The right apps can transform your Android or iPhone—helping you stay organized, find your way, and enjoy your downtime. We test numerous apps each month to find the latest and greatest for your device, saving you time and storage space.
Below, we've compiled our top recommendations of the best new apps for iPhone and Android from across the year to help you get the most out of your phone. Read on to see which apps we loved in our hands-on testing.
Looking for an oldie but a goodie?
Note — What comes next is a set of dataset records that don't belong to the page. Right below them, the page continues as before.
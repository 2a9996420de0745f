use resolve_domain::DomainError;
use std::net::SocketAddr;
use std::time::Duration;

/// Resolves a nameserver hostname to all its socket addresses through the
/// system resolver.
pub async fn resolve_all(
    hostname: &str,
    port: u16,
    timeout: Duration,
) -> Result<Vec<SocketAddr>, DomainError> {
    let target = format!("{}:{}", hostname, port);

    let addrs_iter = tokio::time::timeout(timeout, tokio::net::lookup_host((hostname, port)))
        .await
        .map_err(|_| DomainError::TransportTimeout {
            server: target.clone(),
        })?
        .map_err(|e| {
            DomainError::InvalidNameserver(format!("DNS resolution failed for {}: {}", target, e))
        })?;

    let addrs: Vec<SocketAddr> = addrs_iter.collect();

    if addrs.is_empty() {
        return Err(DomainError::InvalidNameserver(format!(
            "No addresses found for {}",
            target
        )));
    }

    Ok(addrs)
}
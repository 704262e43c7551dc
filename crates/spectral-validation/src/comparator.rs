//! Per-pixel comparison kernel
//!
//! The error distance between two colors is the largest absolute difference
//! across the red, green and blue channels. Alpha does not participate, so an
//! RGB image can be validated against an RGBA one. The distance is expressed
//! as a fraction of full scale, which is the unit every threshold uses.
//!
//! The same classification is implemented twice: [`compare_pixel`] on the host
//! and `compare.wgsl` on the device. Both must produce identical counters for
//! identical inputs, which is why rounding is spelled out as `floor(x + 0.5)`
//! instead of relying on either language's `round`.

use crate::accumulator::{ClearedAccumulator, CounterSlot};
use crate::config::{CounterLayout, ThresholdConfig, TileSize};
use crate::image::Image;

/// Fixed-point scale used to store the maximum error in an integer counter
pub const SCALE: f32 = 10000.0;

/// Distances below this are counted as exact matches (half an 8-bit step)
pub const MATCH_EPSILON: f32 = 0.5 / 255.0;

/// Distance above which a pixel falls into the stricter 1% band
pub const ONE_PERCENT_BAND: f32 = 0.01;

/// WGSL source of the comparison kernel, with tile-size placeholders
const COMPARE_KERNEL_TEMPLATE: &str = include_str!("shaders/compare.wgsl");

/// Mutually exclusive error classes
#[derive(Debug, Clone, Copy, PartialEq, Eq)]
pub enum Band {
    /// `error <= error_threshold`
    Acceptable,
    /// `error_threshold < error <= warning_threshold`
    Warning,
    /// `error > warning_threshold`
    Error,
}

/// Classification of a single pixel
#[derive(Debug, Clone, Copy, PartialEq)]
pub struct PixelOutcome {
    /// Error distance in `[0, 1]` for normalized inputs
    pub error: f32,
    pub band: Band,
    /// Below [`MATCH_EPSILON`]
    pub exact_match: bool,
    /// Above [`ONE_PERCENT_BAND`]
    pub beyond_one_percent: bool,
}

/// Computes the error distance between two RGBA samples
pub fn error_distance(reference: [f32; 4], candidate: [f32; 4]) -> f32 {
    let dr = (reference[0] - candidate[0]).abs();
    let dg = (reference[1] - candidate[1]).abs();
    let db = (reference[2] - candidate[2]).abs();
    dr.max(dg).max(db)
}

/// Encodes an error distance as a scaled integer for atomic max reduction
pub fn encode_error(error: f32) -> u32 {
    // Float to int casts saturate, so negative or huge values clamp to the u32 range
    (error * SCALE + 0.5).floor() as u32
}

/// Decodes a scaled integer back into an error distance
pub fn decode_error(scaled: u32) -> f32 {
    scaled as f32 / SCALE
}

/// Classifies one reference/candidate sample pair
pub fn compare_pixel(reference: [f32; 4], candidate: [f32; 4], thresholds: &ThresholdConfig) -> PixelOutcome {
    let error = error_distance(reference, candidate);

    let band = if error <= thresholds.error_threshold {
        Band::Acceptable
    } else if error <= thresholds.warning_threshold {
        Band::Warning
    } else {
        Band::Error
    };

    PixelOutcome {
        error,
        band,
        exact_match: error < MATCH_EPSILON,
        beyond_one_percent: error > ONE_PERCENT_BAND,
    }
}

/// Host implementation of the comparison kernel
///
/// One [`Comparator::visit`] call corresponds to one kernel invocation.
#[derive(Debug, Clone, Copy)]
pub struct Comparator {
    pub thresholds: ThresholdConfig,
    pub layout: CounterLayout,
}

impl Comparator {
    pub fn new(thresholds: ThresholdConfig, layout: CounterLayout) -> Self {
        Self { thresholds, layout }
    }

    /// Compares the pixel at `(x, y)` and records the outcome
    ///
    /// Coordinates outside the reference image are skipped without touching
    /// any counter, which lets the dispatch grid overshoot the image.
    ///
    /// # Returns
    /// The outcome, or `None` when the coordinate was out of bounds
    pub fn visit(&self, reference: &Image, candidate: &Image, x: u32, y: u32, accumulator: &ClearedAccumulator<'_>) -> Option<PixelOutcome> {
        let reference_sample = reference.pixel(x, y)?;
        let candidate_sample = candidate.pixel(x, y)?;
        let outcome = compare_pixel(reference_sample, candidate_sample, &self.thresholds);

        accumulator.add(CounterSlot::TotalPixels, 1);
        match outcome.band {
            Band::Acceptable => accumulator.add(CounterSlot::AcceptablePixels, 1),
            Band::Warning => accumulator.add(CounterSlot::WarningPixels, 1),
            Band::Error => accumulator.add(CounterSlot::ErrorPixels, 1),
        }
        if self.layout.tracks_extended() {
            if outcome.exact_match {
                accumulator.add(CounterSlot::MatchedPixels, 1);
            }
            if outcome.beyond_one_percent {
                accumulator.add(CounterSlot::OnePercentErrorPixels, 1);
            }
        }
        accumulator.max(CounterSlot::MaxErrorScaled, encode_error(outcome.error));

        Some(outcome)
    }
}

/// Returns the WGSL kernel specialized for a work-group tile
pub fn kernel_source(tile: TileSize) -> String {
    COMPARE_KERNEL_TEMPLATE
        .replace("{{TILE_WIDTH}}", &tile.width.to_string())
        .replace("{{TILE_HEIGHT}}", &tile.height.to_string())
}
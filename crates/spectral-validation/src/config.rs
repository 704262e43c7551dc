//! Validation configuration
//!
//! Thresholds, policy gates, scenario selection and dispatch tiling. The
//! configuration can be built in code or loaded from a YAML document, where
//! every field is optional and falls back to the defaults below.

use crate::error::{Result, ValidationError};
use serde::{Deserialize, Serialize};
use std::path::Path;
use std::str::FromStr;

/// Default normalized distance above which a pixel leaves the acceptable band
pub const DEFAULT_ERROR_THRESHOLD: f32 = 0.02;
/// Default normalized distance above which a pixel is counted as an error
pub const DEFAULT_WARNING_THRESHOLD: f32 = 0.05;
/// Default share of error pixels tolerated by the spectral mix scenario
pub const DEFAULT_ACCEPTABLE_ERROR_RATIO: f32 = 0.01;
/// Default warning share above which a passing run is flagged as degraded
pub const DEFAULT_WARNING_RATIO_LIMIT: f32 = 0.05;
/// Default ratio the color bar scenario must strictly exceed
pub const DEFAULT_PASS_RATIO: f32 = 0.98;
/// Default multiple of the error threshold the color bar max error must stay below
pub const DEFAULT_MAX_ERROR_FACTOR: f32 = 2.0;

/// Largest number of invocations a single work-group may contain
pub const MAX_INVOCATIONS_PER_TILE: u32 = 256;

/// The named validation scenarios
#[derive(Debug, Clone, Copy, PartialEq, Eq, Hash, Serialize, Deserialize)]
pub enum Scenario {
    /// Near-perfect reproduction of a color bar pattern
    ColorBarValidation,
    /// High but not perfect accuracy of a spectral mixing render
    SpectralMixValidation,
}

impl Scenario {
    /// All scenarios in a stable order
    pub const ALL: [Scenario; 2] = [Scenario::ColorBarValidation, Scenario::SpectralMixValidation];

    /// Returns the scenario name as used in configuration files and reports
    pub fn name(&self) -> &'static str {
        match self {
            Scenario::ColorBarValidation => "ColorBarValidation",
            Scenario::SpectralMixValidation => "SpectralMixValidation",
        }
    }

    /// Work-group tile used when the configuration does not override it
    pub fn default_tile_size(&self) -> TileSize {
        match self {
            Scenario::ColorBarValidation => TileSize::square(8),
            Scenario::SpectralMixValidation => TileSize::square(4),
        }
    }
}

impl std::fmt::Display for Scenario {
    fn fmt(&self, f: &mut std::fmt::Formatter<'_>) -> std::fmt::Result {
        f.write_str(self.name())
    }
}

impl FromStr for Scenario {
    type Err = ValidationError;

    fn from_str(s: &str) -> Result<Self> {
        // Accept the canonical names plus short lowercase aliases for the CLI
        match s.to_ascii_lowercase().as_str() {
            "colorbarvalidation" | "colorbar" | "color-bar" => Ok(Scenario::ColorBarValidation),
            "spectralmixvalidation" | "spectralmix" | "spectral-mix" => Ok(Scenario::SpectralMixValidation),
            _ => Err(ValidationError::UnknownScenario(s.to_string())),
        }
    }
}

/// Which statistics counters a comparator kernel maintains
#[derive(Debug, Clone, Copy, PartialEq, Eq, Hash, Default, Serialize, Deserialize)]
#[serde(rename_all = "lowercase")]
pub enum CounterLayout {
    /// Five counters: total, acceptable, warning, error, max error
    Basic,
    /// Seven counters: the basic set plus exact matches and the 1% band
    #[default]
    Extended,
}

impl CounterLayout {
    /// Number of counters present in this layout
    pub fn counter_count(&self) -> usize {
        match self {
            CounterLayout::Basic => 5,
            CounterLayout::Extended => 7,
        }
    }

    /// Whether near-exact matches and the 1% band are tracked
    pub fn tracks_extended(&self) -> bool {
        matches!(self, CounterLayout::Extended)
    }
}

/// Size of the pixel block handled by one work-group
#[derive(Debug, Clone, Copy, PartialEq, Eq, Hash, Serialize, Deserialize)]
pub struct TileSize {
    pub width: u32,
    pub height: u32,
}

impl TileSize {
    pub const fn new(width: u32, height: u32) -> Self {
        Self { width, height }
    }

    pub const fn square(side: u32) -> Self {
        Self::new(side, side)
    }

    /// Checks that the tile can be dispatched
    pub fn validate(&self) -> Result<()> {
        if self.width == 0 || self.height == 0 {
            return Err(ValidationError::InvalidTileSize {
                width: self.width,
                height: self.height,
                reason: "tile dimensions must be non-zero",
            });
        }
        if self.width.saturating_mul(self.height) > MAX_INVOCATIONS_PER_TILE {
            return Err(ValidationError::InvalidTileSize {
                width: self.width,
                height: self.height,
                reason: "tile exceeds 256 invocations per work-group",
            });
        }
        Ok(())
    }
}

impl std::fmt::Display for TileSize {
    fn fmt(&self, f: &mut std::fmt::Formatter<'_>) -> std::fmt::Result {
        write!(f, "{}x{}", self.width, self.height)
    }
}

/// The two-tier banding thresholds used by the comparator
#[derive(Debug, Clone, Copy, PartialEq)]
pub struct ThresholdConfig {
    /// Distance above which a pixel is no longer acceptable
    pub error_threshold: f32,
    /// Distance above which a pixel is counted as an error
    pub warning_threshold: f32,
}

impl Default for ThresholdConfig {
    fn default() -> Self {
        Self {
            error_threshold: DEFAULT_ERROR_THRESHOLD,
            warning_threshold: DEFAULT_WARNING_THRESHOLD,
        }
    }
}

impl ThresholdConfig {
    /// Checks that both thresholds are finite, non-negative and ordered
    pub fn validate(&self) -> Result<()> {
        if !self.error_threshold.is_finite() || !self.warning_threshold.is_finite() {
            return Err(ValidationError::InvalidThresholds("thresholds must be finite".to_string()));
        }
        if self.error_threshold < 0.0 || self.warning_threshold < 0.0 {
            return Err(ValidationError::InvalidThresholds("thresholds must be non-negative".to_string()));
        }
        if self.error_threshold > self.warning_threshold {
            return Err(ValidationError::InvalidThresholds(format!(
                "error_threshold ({}) must not exceed warning_threshold ({})",
                self.error_threshold, self.warning_threshold
            )));
        }
        Ok(())
    }
}

/// Complete configuration of one validation run
#[derive(Debug, Clone, PartialEq, Serialize, Deserialize)]
#[serde(default, deny_unknown_fields)]
pub struct ValidationConfig {
    pub scenario: Scenario,
    pub error_threshold: f32,
    pub warning_threshold: f32,
    /// Share of pixels outside the acceptable band the spectral mix scenario tolerates
    pub acceptable_error_ratio: f32,
    /// Warning share above which a passing run carries a warning
    pub warning_ratio_limit: f32,
    /// Ratio the color bar scenario must strictly exceed
    pub pass_ratio: f32,
    /// Color bar max error must stay below `error_threshold * max_error_factor`
    pub max_error_factor: f32,
    pub layout: CounterLayout,
    /// Overrides the scenario's default work-group tile
    pub tile_size: Option<TileSize>,
}

impl Default for ValidationConfig {
    fn default() -> Self {
        Self::for_scenario(Scenario::ColorBarValidation)
    }
}

impl ValidationConfig {
    /// Default configuration for the given scenario
    pub fn for_scenario(scenario: Scenario) -> Self {
        Self {
            scenario,
            error_threshold: DEFAULT_ERROR_THRESHOLD,
            warning_threshold: DEFAULT_WARNING_THRESHOLD,
            acceptable_error_ratio: DEFAULT_ACCEPTABLE_ERROR_RATIO,
            warning_ratio_limit: DEFAULT_WARNING_RATIO_LIMIT,
            pass_ratio: DEFAULT_PASS_RATIO,
            max_error_factor: DEFAULT_MAX_ERROR_FACTOR,
            layout: CounterLayout::default(),
            tile_size: None,
        }
    }

    /// Parses a YAML configuration document
    pub fn from_yaml_str(yaml: &str) -> Result<Self> {
        let config: Self = serde_norway::from_str(yaml)?;
        config.validate()?;
        Ok(config)
    }

    /// Reads and parses a YAML configuration file
    pub fn from_file(path: impl AsRef<Path>) -> Result<Self> {
        Self::from_yaml_str(&std::fs::read_to_string(path)?)
    }

    /// Banding thresholds handed to the comparator
    pub fn thresholds(&self) -> ThresholdConfig {
        ThresholdConfig {
            error_threshold: self.error_threshold,
            warning_threshold: self.warning_threshold,
        }
    }

    /// Tile size in effect for this run
    pub fn effective_tile_size(&self) -> TileSize {
        self.tile_size.unwrap_or_else(|| self.scenario.default_tile_size())
    }

    /// Checks every field for consistency
    pub fn validate(&self) -> Result<()> {
        self.thresholds().validate()?;

        let ratios = [
            ("acceptable_error_ratio", self.acceptable_error_ratio),
            ("warning_ratio_limit", self.warning_ratio_limit),
            ("pass_ratio", self.pass_ratio),
        ];
        for (name, value) in ratios {
            if !(0.0..=1.0).contains(&value) {
                return Err(ValidationError::InvalidThresholds(format!("{name} must be within [0, 1], got {value}")));
            }
        }
        if !self.max_error_factor.is_finite() || self.max_error_factor <= 0.0 {
            return Err(ValidationError::InvalidThresholds(format!("max_error_factor must be positive, got {}", self.max_error_factor)));
        }

        self.effective_tile_size().validate()
    }
}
Check out what apps we discovered in 2025.
Best Entertainment Apps
Deezer
A serious Spotify rival that costs less—if you're willing to pay for premium.
- Free with ads on the Apple App Store and Google Play Store.
- Premium is $11.99/month. Note: subscribing through Apple costs $14.99/month.
Deezer is a music streaming app with an impressive library, smart AI-built playlists, a podcast section, and a social feature for co-creating playlists with friends. The paid premium experience is a direct competitor to Spotify and Apple Music—and at $11.99/month, it undercuts both. Setup is slick: the app lets you import your existing library from Spotify or Apple Music so you're not starting from scratch.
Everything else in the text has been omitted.